§ Required action
Scan the lines below; pull out those with "Text".

§ Supplied data
-- Opening Marker --

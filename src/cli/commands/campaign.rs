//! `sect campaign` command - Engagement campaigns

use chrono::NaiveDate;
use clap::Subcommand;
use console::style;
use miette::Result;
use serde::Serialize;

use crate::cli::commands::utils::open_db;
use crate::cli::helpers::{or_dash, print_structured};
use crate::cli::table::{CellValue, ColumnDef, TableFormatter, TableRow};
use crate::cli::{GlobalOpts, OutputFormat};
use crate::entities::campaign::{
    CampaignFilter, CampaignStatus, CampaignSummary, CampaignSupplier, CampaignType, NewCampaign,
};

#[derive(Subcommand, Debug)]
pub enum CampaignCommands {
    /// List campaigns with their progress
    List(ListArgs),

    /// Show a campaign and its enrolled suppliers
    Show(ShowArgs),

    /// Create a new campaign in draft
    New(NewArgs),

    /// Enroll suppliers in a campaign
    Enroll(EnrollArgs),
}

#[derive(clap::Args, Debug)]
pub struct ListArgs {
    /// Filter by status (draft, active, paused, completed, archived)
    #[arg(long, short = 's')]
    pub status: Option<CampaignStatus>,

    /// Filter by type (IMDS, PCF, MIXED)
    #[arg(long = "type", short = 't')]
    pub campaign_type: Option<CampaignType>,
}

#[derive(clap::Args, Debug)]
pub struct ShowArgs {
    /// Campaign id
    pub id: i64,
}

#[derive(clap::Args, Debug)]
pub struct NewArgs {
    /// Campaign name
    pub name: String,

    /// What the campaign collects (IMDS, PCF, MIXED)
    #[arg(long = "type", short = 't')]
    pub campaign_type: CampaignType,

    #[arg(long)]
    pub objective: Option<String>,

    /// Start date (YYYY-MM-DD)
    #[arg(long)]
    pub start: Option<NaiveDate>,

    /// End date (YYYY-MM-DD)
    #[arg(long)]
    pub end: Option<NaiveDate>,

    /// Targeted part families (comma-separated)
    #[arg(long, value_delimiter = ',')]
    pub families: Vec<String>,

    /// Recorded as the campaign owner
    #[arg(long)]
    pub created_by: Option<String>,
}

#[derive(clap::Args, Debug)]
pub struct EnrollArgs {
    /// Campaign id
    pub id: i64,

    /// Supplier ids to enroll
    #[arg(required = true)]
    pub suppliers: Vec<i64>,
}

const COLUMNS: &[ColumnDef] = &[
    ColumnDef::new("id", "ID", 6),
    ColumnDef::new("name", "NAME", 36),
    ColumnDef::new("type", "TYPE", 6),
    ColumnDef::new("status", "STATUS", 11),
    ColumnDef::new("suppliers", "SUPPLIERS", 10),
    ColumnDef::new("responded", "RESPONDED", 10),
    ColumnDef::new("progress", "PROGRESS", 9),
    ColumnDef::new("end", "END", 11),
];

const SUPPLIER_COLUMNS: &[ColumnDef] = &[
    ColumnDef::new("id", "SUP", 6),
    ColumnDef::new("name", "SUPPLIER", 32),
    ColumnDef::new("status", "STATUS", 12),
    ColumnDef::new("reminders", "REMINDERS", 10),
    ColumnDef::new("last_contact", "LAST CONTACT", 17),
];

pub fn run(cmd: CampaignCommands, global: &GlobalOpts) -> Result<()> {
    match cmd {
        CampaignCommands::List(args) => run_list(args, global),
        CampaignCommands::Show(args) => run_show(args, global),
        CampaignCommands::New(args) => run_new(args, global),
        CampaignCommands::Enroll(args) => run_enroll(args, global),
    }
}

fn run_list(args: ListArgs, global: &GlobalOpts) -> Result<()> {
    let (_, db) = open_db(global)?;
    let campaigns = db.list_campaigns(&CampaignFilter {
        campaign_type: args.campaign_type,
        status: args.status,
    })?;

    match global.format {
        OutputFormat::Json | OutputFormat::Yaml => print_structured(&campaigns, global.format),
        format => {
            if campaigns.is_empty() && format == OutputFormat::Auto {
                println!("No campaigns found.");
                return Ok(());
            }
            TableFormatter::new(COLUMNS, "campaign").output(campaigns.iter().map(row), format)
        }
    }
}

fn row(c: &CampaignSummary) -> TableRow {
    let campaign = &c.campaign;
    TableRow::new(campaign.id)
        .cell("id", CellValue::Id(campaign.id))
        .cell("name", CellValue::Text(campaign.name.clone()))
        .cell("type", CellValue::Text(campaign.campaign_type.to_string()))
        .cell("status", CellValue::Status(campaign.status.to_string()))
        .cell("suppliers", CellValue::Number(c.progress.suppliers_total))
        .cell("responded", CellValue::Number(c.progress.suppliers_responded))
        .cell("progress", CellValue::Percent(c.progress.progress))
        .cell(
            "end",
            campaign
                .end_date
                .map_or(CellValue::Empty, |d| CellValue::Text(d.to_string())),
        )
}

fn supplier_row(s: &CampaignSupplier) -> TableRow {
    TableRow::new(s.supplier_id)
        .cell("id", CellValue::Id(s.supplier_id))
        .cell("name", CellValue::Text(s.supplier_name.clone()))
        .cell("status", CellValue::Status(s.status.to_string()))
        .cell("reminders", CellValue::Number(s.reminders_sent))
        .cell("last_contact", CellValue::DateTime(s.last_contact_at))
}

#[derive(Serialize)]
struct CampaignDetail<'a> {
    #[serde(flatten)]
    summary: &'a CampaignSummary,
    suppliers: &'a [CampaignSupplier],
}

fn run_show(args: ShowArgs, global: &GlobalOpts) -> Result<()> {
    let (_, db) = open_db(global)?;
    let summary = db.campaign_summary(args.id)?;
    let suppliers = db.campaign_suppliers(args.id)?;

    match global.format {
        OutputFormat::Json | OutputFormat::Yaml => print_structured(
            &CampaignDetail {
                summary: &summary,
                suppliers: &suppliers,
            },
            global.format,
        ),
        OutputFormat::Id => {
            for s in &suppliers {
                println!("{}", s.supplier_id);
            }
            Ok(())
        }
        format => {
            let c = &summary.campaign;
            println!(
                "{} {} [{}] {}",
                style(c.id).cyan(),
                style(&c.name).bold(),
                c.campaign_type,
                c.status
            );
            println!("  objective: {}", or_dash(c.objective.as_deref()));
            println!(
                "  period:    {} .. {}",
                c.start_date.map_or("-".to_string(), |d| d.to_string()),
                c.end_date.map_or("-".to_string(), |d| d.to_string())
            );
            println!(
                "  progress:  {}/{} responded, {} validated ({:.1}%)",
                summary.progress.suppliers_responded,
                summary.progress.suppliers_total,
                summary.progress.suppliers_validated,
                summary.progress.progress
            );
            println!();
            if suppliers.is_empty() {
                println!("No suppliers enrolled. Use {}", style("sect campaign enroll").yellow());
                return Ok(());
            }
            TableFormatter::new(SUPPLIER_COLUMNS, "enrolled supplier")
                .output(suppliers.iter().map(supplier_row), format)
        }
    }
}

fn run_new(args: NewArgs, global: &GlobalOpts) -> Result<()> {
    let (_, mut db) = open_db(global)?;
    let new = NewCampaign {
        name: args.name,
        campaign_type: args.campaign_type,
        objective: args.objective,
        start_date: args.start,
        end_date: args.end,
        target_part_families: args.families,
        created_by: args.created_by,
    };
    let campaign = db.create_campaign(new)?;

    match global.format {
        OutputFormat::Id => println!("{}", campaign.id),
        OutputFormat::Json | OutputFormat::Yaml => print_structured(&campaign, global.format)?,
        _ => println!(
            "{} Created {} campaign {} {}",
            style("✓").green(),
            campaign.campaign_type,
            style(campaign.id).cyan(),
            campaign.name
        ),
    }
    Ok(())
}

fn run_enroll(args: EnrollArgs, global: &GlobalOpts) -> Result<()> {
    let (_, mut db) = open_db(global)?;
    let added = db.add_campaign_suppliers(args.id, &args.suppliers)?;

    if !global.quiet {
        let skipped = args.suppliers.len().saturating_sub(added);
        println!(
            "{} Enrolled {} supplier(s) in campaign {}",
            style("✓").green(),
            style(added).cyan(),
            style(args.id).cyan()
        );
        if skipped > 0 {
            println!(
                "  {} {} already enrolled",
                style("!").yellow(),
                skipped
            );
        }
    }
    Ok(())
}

-- Closing Marker --

§ Response box
        .cell("name", CellValue::Text(campaign.name.clone()))
        .cell("type", CellValue::Text(campaign.campaign_type.to_string()))
                .map_or(CellValue::Empty, |d| CellValue::Text(d.to_string())),
        .cell("name", CellValue::Text(s.supplier_name.clone()))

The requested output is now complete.